EXERCISE —
Retype all of the entries precisely.

EXERCISE MATERIALS —
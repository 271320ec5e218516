//! YAML schema definitions for monitor configuration
//!
//! Every section is `#[serde(default)]`, so a partial file only needs to name
//! the values it overrides.

use serde::{Deserialize, Serialize};

/// Complete monitor configuration, supplied once at construction.
#[derive(Debug, Clone, PartialEq, Default, Serialize, Deserialize)]
#[serde(default)]
pub struct MonitorConfig {
    pub drift: DriftConfig,
    pub bias: BiasConfig,
    pub validation: ValidationConfig,
    pub escalation: EscalationConfig,
    pub history: HistoryConfig,
}

/// Two-sample test used by the drift monitor
#[derive(Debug, Clone, Copy, PartialEq, Eq, Default, Serialize, Deserialize)]
#[serde(rename_all = "snake_case")]
pub enum DriftTest {
    /// Kolmogorov-Smirnov (maximum CDF distance)
    KolmogorovSmirnov,
    /// Mann-Whitney U rank-sum test (sensitive to tail shifts)
    #[default]
    MannWhitney,
}

impl DriftTest {
    /// Get the name of this test
    pub fn name(&self) -> &'static str {
        match self {
            DriftTest::KolmogorovSmirnov => "Kolmogorov-Smirnov",
            DriftTest::MannWhitney => "Mann-Whitney U",
        }
    }
}

/// Drift monitor settings
#[derive(Debug, Clone, PartialEq, Serialize, Deserialize)]
#[serde(default)]
pub struct DriftConfig {
    /// Drift is reported when `p_value < threshold`
    pub threshold: f64,
    /// Maximum number of current samples retained per metric
    pub window_size: usize,
    pub test: DriftTest,
}

impl Default for DriftConfig {
    fn default() -> Self {
        Self { threshold: 0.05, window_size: 1000, test: DriftTest::default() }
    }
}

/// Bias monitor settings
#[derive(Debug, Clone, PartialEq, Serialize, Deserialize)]
#[serde(default)]
pub struct BiasConfig {
    /// Groups with `combined_score > bias_threshold` are flagged
    pub bias_threshold: f64,
    /// Mean differences with `p_value > significance_level` are zeroed
    pub significance_level: f64,
    /// Groups smaller than this are reported as insufficient data
    pub min_samples: usize,
    /// Maximum tolerated fraction of IQR outliers
    pub outlier_threshold: f64,
    /// Scores strictly above this value count as positive outcomes
    pub positive_score_threshold: f64,
    /// Protected-attribute categories to partition by (empty = all attributes)
    pub categories: Vec<String>,
}

impl Default for BiasConfig {
    fn default() -> Self {
        Self {
            bias_threshold: 0.1,
            significance_level: 0.05,
            min_samples: 30,
            outlier_threshold: 0.05,
            positive_score_threshold: 0.5,
            categories: ["age_group", "gender", "location", "income_bracket"]
                .iter()
                .map(|c| (*c).to_string())
                .collect(),
        }
    }
}

/// Minimum acceptable value per classification metric
#[derive(Debug, Clone, Copy, PartialEq, Serialize, Deserialize)]
#[serde(default)]
pub struct MetricThresholds {
    pub accuracy: f64,
    pub precision: f64,
    pub recall: f64,
    pub f1: f64,
}

impl MetricThresholds {
    /// Same threshold for every metric
    pub fn uniform(threshold: f64) -> Self {
        Self { accuracy: threshold, precision: threshold, recall: threshold, f1: threshold }
    }
}

impl Default for MetricThresholds {
    fn default() -> Self {
        Self::uniform(0.8)
    }
}

/// Validation engine settings
#[derive(Debug, Clone, PartialEq, Serialize, Deserialize)]
#[serde(default)]
pub struct ValidationConfig {
    pub thresholds: MetricThresholds,
    pub cross_validation: bool,
    pub cv_folds: usize,
    /// Minimum mean fold score when cross-validation runs
    pub cv_threshold: f64,
    pub cv_seed: u64,
    pub cv_shuffle: bool,
}

impl Default for ValidationConfig {
    fn default() -> Self {
        Self {
            thresholds: MetricThresholds::default(),
            cross_validation: true,
            cv_folds: 5,
            cv_threshold: 0.8,
            cv_seed: 42,
            cv_shuffle: true,
        }
    }
}

/// Breach escalation settings
#[derive(Debug, Clone, Copy, PartialEq, Eq, Serialize, Deserialize)]
#[serde(default)]
pub struct EscalationConfig {
    /// Consecutive violations required to enter the alert state
    pub alert_threshold: u32,
}

impl Default for EscalationConfig {
    fn default() -> Self {
        Self { alert_threshold: 3 }
    }
}

/// Retention for every bounded history log
#[derive(Debug, Clone, Copy, PartialEq, Eq, Serialize, Deserialize)]
#[serde(default)]
pub struct HistoryConfig {
    pub max_history_size: usize,
}

impl Default for HistoryConfig {
    fn default() -> Self {
        Self { max_history_size: 1000 }
    }
}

FINISHED EXERCISE —
repository 271320ec5e218516
//! YAML schema definitions for monitor configuration
//!
//! Every section is `#[serde(default)]`, so a partial file only needs to name
//! the values it overrides.

use serde::{Deserialize, Serialize};

/// Complete monitor configuration, supplied once at construction.
#[derive(Debug, Clone, PartialEq, Default, Serialize, Deserialize)]
#[serde(default)]
pub struct MonitorConfig {
    pub drift: DriftConfig,
    pub bias: BiasConfig,
    pub validation: ValidationConfig,
    pub escalation: EscalationConfig,
    pub history: HistoryConfig,
}

/// Two-sample test used by the drift monitor
#[derive(Debug, Clone, Copy, PartialEq, Eq, Default, Serialize, Deserialize)]
#[serde(rename_all = "snake_case")]
pub enum DriftTest {
    /// Kolmogorov-Smirnov (maximum CDF distance)
    KolmogorovSmirnov,
    /// Mann-Whitney U rank-sum test (sensitive to tail shifts)
    #[default]
    MannWhitney,
}

impl DriftTest {
    /// Get the name of this test
    pub fn name(&self) -> &'static str {
        match self {
            DriftTest::KolmogorovSmirnov => "Kolmogorov-Smirnov",
            DriftTest::MannWhitney => "Mann-Whitney U",
        }
    }
}

/// Drift monitor settings
#[derive(Debug, Clone, PartialEq, Serialize, Deserialize)]
#[serde(default)]
pub struct DriftConfig {
    /// Drift is reported when `p_value < threshold`
    pub threshold: f64,
    /// Maximum number of current samples retained per metric
    pub window_size: usize,
    pub test: DriftTest,
}

impl Default for DriftConfig {
    fn default() -> Self {
        Self { threshold: 0.05, window_size: 1000, test: DriftTest::default() }
    }
}

/// Bias monitor settings
#[derive(Debug, Clone, PartialEq, Serialize, Deserialize)]
#[serde(default)]
pub struct BiasConfig {
    /// Groups with `combined_score > bias_threshold` are flagged
    pub bias_threshold: f64,
    /// Mean differences with `p_value > significance_level` are zeroed
    pub significance_level: f64,
    /// Groups smaller than this are reported as insufficient data
    pub min_samples: usize,
    /// Maximum tolerated fraction of IQR outliers
    pub outlier_threshold: f64,
    /// Scores strictly above this value count as positive outcomes
    pub positive_score_threshold: f64,
    /// Protected-attribute categories to partition by (empty = all attributes)
    pub categories: Vec<String>,
}

impl Default for BiasConfig {
    fn default() -> Self {
        Self {
            bias_threshold: 0.1,
            significance_level: 0.05,
            min_samples: 30,
            outlier_threshold: 0.05,
            positive_score_threshold: 0.5,
            categories: ["age_group", "gender", "location", "income_bracket"]
                .iter()
                .map(|c| (*c).to_string())
                .collect(),
        }
    }
}

/// Minimum acceptable value per classification metric
#[derive(Debug, Clone, Copy, PartialEq, Serialize, Deserialize)]
#[serde(default)]
pub struct MetricThresholds {
    pub accuracy: f64,
    pub precision: f64,
    pub recall: f64,
    pub f1: f64,
}

impl MetricThresholds {
    /// Same threshold for every metric
    pub fn uniform(threshold: f64) -> Self {
        Self { accuracy: threshold, precision: threshold, recall: threshold, f1: threshold }
    }
}

impl Default for MetricThresholds {
    fn default() -> Self {
        Self::uniform(0.8)
    }
}

/// Validation engine settings
#[derive(Debug, Clone, PartialEq, Serialize, Deserialize)]
#[serde(default)]
pub struct ValidationConfig {
    pub thresholds: MetricThresholds,
    pub cross_validation: bool,
    pub cv_folds: usize,
    /// Minimum mean fold score when cross-validation runs
    pub cv_threshold: f64,
    pub cv_seed: u64,
    pub cv_shuffle: bool,
}

impl Default for ValidationConfig {
    fn default() -> Self {
        Self {
            thresholds: MetricThresholds::default(),
            cross_validation: true,
            cv_folds: 5,
            cv_threshold: 0.8,
            cv_seed: 42,
            cv_shuffle: true,
        }
    }
}

/// Breach escalation settings
#[derive(Debug, Clone, Copy, PartialEq, Eq, Serialize, Deserialize)]
#[serde(default)]
pub struct EscalationConfig {
    /// Consecutive violations required to enter the alert state
    pub alert_threshold: u32,
}

impl Default for EscalationConfig {
    fn default() -> Self {
        Self { alert_threshold: 3 }
    }
}

/// Retention for every bounded history log
#[derive(Debug, Clone, Copy, PartialEq, Eq, Serialize, Deserialize)]
#[serde(default)]
pub struct HistoryConfig {
    pub max_history_size: usize,
}

impl Default for HistoryConfig {
    fn default() -> Self {
        Self { max_history_size: 1000 }
    }
}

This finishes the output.